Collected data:
//! Per-invocation restore state and its private working directory.

use crate::fs::tree::make_writable;
use crate::utils::errors::Result;
use std::path::{Path, PathBuf};
use tempfile::TempDir;
use tracing::debug;
use walkdir::WalkDir;

/// Transient state of one restore.
///
/// Owns a private working directory holding the decrypted plaintext and the
/// extraction staging tree; it is removed when the session is dropped,
/// whichever way the restore ends.
#[derive(Debug)]
pub struct RestoreSession {
    pub source: PathBuf,
    pub decrypted: bool,
    pub services_stopped: bool,
    /// Archive the extraction reads from: `source`, or the decrypted copy.
    pub plaintext: PathBuf,
    work: TempDir,
}

impl RestoreSession {
    pub fn open(source: &Path, work_root: Option<&Path>) -> Result<Self> {
        let mut builder = tempfile::Builder::new();
        builder.prefix(".restore-");
        let work = match work_root {
            Some(root) => {
                std::fs::create_dir_all(root)?;
                builder.tempdir_in(root)?
            }
            None => builder.tempdir()?,
        };
        debug!("Restore working directory: {}", work.path().display());

        Ok(Self {
            source: source.to_path_buf(),
            decrypted: false,
            services_stopped: false,
            plaintext: source.to_path_buf(),
            work,
        })
    }

    pub fn work_dir(&self) -> &Path {
        self.work.path()
    }

    /// Directory the archive is unpacked into.
    pub fn staging_dir(&self) -> PathBuf {
        self.work.path().join("staging")
    }
}

impl Drop for RestoreSession {
    fn drop(&mut self) {
        // Unpacked read-only directories would block removal of their contents.
        for entry in WalkDir::new(self.work.path()).follow_links(false).into_iter().flatten() {
            if entry.file_type().is_dir() {
                let _ = make_writable(entry.path());
            }
        }
    }
}

#[cfg(test)]
mod tests {
    use super::*;
    use crate::testing::entry_count;

    #[test]
    fn test_session_removes_work_dir_on_drop() -> Result<()> {
        let root = TempDir::new()?;
        let work_path;
        {
            let session = RestoreSession::open(Path::new("/b/x.tar.gz"), Some(root.path()))?;
            work_path = session.work_dir().to_path_buf();
            std::fs::create_dir_all(session.staging_dir())?;
            std::fs::write(session.staging_dir().join("f"), b"x")?;
            assert_eq!(entry_count(root.path()), 1);
            assert_eq!(session.plaintext, PathBuf::from("/b/x.tar.gz"));
        }
        assert!(!work_path.exists());
        assert_eq!(entry_count(root.path()), 0);
        Ok(())
    }

    #[test]
    #[cfg(unix)]
    fn test_read_only_staging_is_still_removed() -> Result<()> {
        use std::os::unix::fs::PermissionsExt;

        let root = TempDir::new()?;
        {
            let session = RestoreSession::open(Path::new("/b/x.tar.gz"), Some(root.path()))?;
            let locked = session.staging_dir().join("top/certs");
            std::fs::create_dir_all(&locked)?;
            std::fs::write(locked.join("server.pem"), b"cert")?;
            std::fs::set_permissions(&locked, std::fs::Permissions::from_mode(0o555))?;
        }
        assert_eq!(entry_count(root.path()), 0);
        Ok(())
    }
}
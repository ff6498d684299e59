//! Standalone archive verification.
//!
//! Reads only: the artifact and its sidecar are never modified.

use crate::archive::{classify, CompressionFormat};
use crate::integrity::{self, ChecksumStatus};
use crate::tools::ToolRunner;
use crate::utils::errors::{LifecycleError, Result};
use std::fmt;
use std::path::{Path, PathBuf};
use tracing::{info, warn};

/// Tri-state verification verdict.
#[derive(Debug, Clone, PartialEq, Eq)]
pub enum Verification {
    Valid,
    /// Structurally valid, but there is no checksum record to compare against.
    NoChecksum,
    Corrupted(String),
}

impl Verification {
    pub fn is_acceptable(&self) -> bool {
        !matches!(self, Verification::Corrupted(_))
    }
}

impl fmt::Display for Verification {
    fn fmt(&self, f: &mut fmt::Formatter<'_>) -> fmt::Result {
        match self {
            Verification::Valid => f.write_str("VALID"),
            Verification::NoChecksum => f.write_str("NO_CHECKSUM"),
            Verification::Corrupted(_) => f.write_str("CORRUPTED"),
        }
    }
}

#[derive(Debug, Clone)]
pub struct VerifyReport {
    pub archive: PathBuf,
    pub format: CompressionFormat,
    pub encrypted: bool,
    pub checksum: ChecksumStatus,
    /// Member count from the structural probe; `None` when it was not run.
    pub entries: Option<usize>,
    pub verdict: Verification,
}

/// How the archive's compression was identified.
pub fn identify(archive: &Path) -> Result<Option<(CompressionFormat, bool)>> {
    let file_name = archive
        .file_name()
        .map(|n| n.to_string_lossy().to_string())
        .unwrap_or_default();
    if let Some(found) = classify(&file_name) {
        return Ok(Some(found));
    }
    Ok(CompressionFormat::detect(archive)?.map(|format| (format, false)))
}

pub struct Verifier<'a> {
    tools: &'a dyn ToolRunner,
}

impl<'a> Verifier<'a> {
    pub fn new(tools: &'a dyn ToolRunner) -> Self {
        Self { tools }
    }

    /// Check the sidecar (if any) and, for plaintext archives, decode the whole
    /// stream without extracting. Errors only when the file is missing or
    /// its format cannot be determined.
    pub fn verify(&self, archive: &Path) -> Result<VerifyReport> {
        if !archive.is_file() {
            // Reports orphaned sidecars too.
            integrity::check(self.tools, archive)?;
        }

        let (format, encrypted) = identify(archive)?.ok_or_else(|| {
            LifecycleError::Structure(format!(
                "{} has no recognized extension or compression signature",
                archive.display()
            ))
        })?;

        let checksum = integrity::check(self.tools, archive)?;
        let mut report = VerifyReport {
            archive: archive.to_path_buf(),
            format,
            encrypted,
            checksum: checksum.clone(),
            entries: None,
            verdict: Verification::Valid,
        };

        if checksum.is_failure() {
            warn!("{}: {}", archive.display(), checksum.describe());
            report.verdict = Verification::Corrupted(checksum.describe());
            return Ok(report);
        }

        if encrypted {
            info!("{} is encrypted; structural probe skipped", archive.display());
        } else {
            match self.tools.list(archive, format) {
                Ok(entries) => report.entries = Some(entries.len()),
                Err(e) => {
                    warn!("{}: structural probe failed: {}", archive.display(), e);
                    report.verdict = Verification::Corrupted(e.to_string());
                    return Ok(report);
                }
            }
        }

        if checksum == ChecksumStatus::Missing {
            report.verdict = Verification::NoChecksum;
        }
        info!("{}: {}", archive.display(), report.verdict);
        Ok(report)
    }
}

TASK DESCRIPTION: Taking the entries above, print exactly the lines starting at the line with "Tri-state verification verdict." and ending at the line with "orphaned sidecars too.", both included.

COMPLETED TASK:
/// Tri-state verification verdict.
#[derive(Debug, Clone, PartialEq, Eq)]
pub enum Verification {
    Valid,
    /// Structurally valid, but there is no checksum record to compare against.
    NoChecksum,
    Corrupted(String),
}

impl Verification {
    pub fn is_acceptable(&self) -> bool {
        !matches!(self, Verification::Corrupted(_))
    }
}

impl fmt::Display for Verification {
    fn fmt(&self, f: &mut fmt::Formatter<'_>) -> fmt::Result {
        match self {
            Verification::Valid => f.write_str("VALID"),
            Verification::NoChecksum => f.write_str("NO_CHECKSUM"),
            Verification::Corrupted(_) => f.write_str("CORRUPTED"),
        }
    }
}

#[derive(Debug, Clone)]
pub struct VerifyReport {
    pub archive: PathBuf,
    pub format: CompressionFormat,
    pub encrypted: bool,
    pub checksum: ChecksumStatus,
    /// Member count from the structural probe; `None` when it was not run.
    pub entries: Option<usize>,
    pub verdict: Verification,
}

/// How the archive's compression was identified.
pub fn identify(archive: &Path) -> Result<Option<(CompressionFormat, bool)>> {
    let file_name = archive
        .file_name()
        .map(|n| n.to_string_lossy().to_string())
        .unwrap_or_default();
    if let Some(found) = classify(&file_name) {
        return Ok(Some(found));
    }
    Ok(CompressionFormat::detect(archive)?.map(|format| (format, false)))
}

pub struct Verifier<'a> {
    tools: &'a dyn ToolRunner,
}

impl<'a> Verifier<'a> {
    pub fn new(tools: &'a dyn ToolRunner) -> Self {
        Self { tools }
    }

    /// Check the sidecar (if any) and, for plaintext archives, decode the whole
    /// stream without extracting. Errors only when the file is missing or
    /// its format cannot be determined.
    pub fn verify(&self, archive: &Path) -> Result<VerifyReport> {
        if !archive.is_file() {
            // Reports orphaned sidecars too.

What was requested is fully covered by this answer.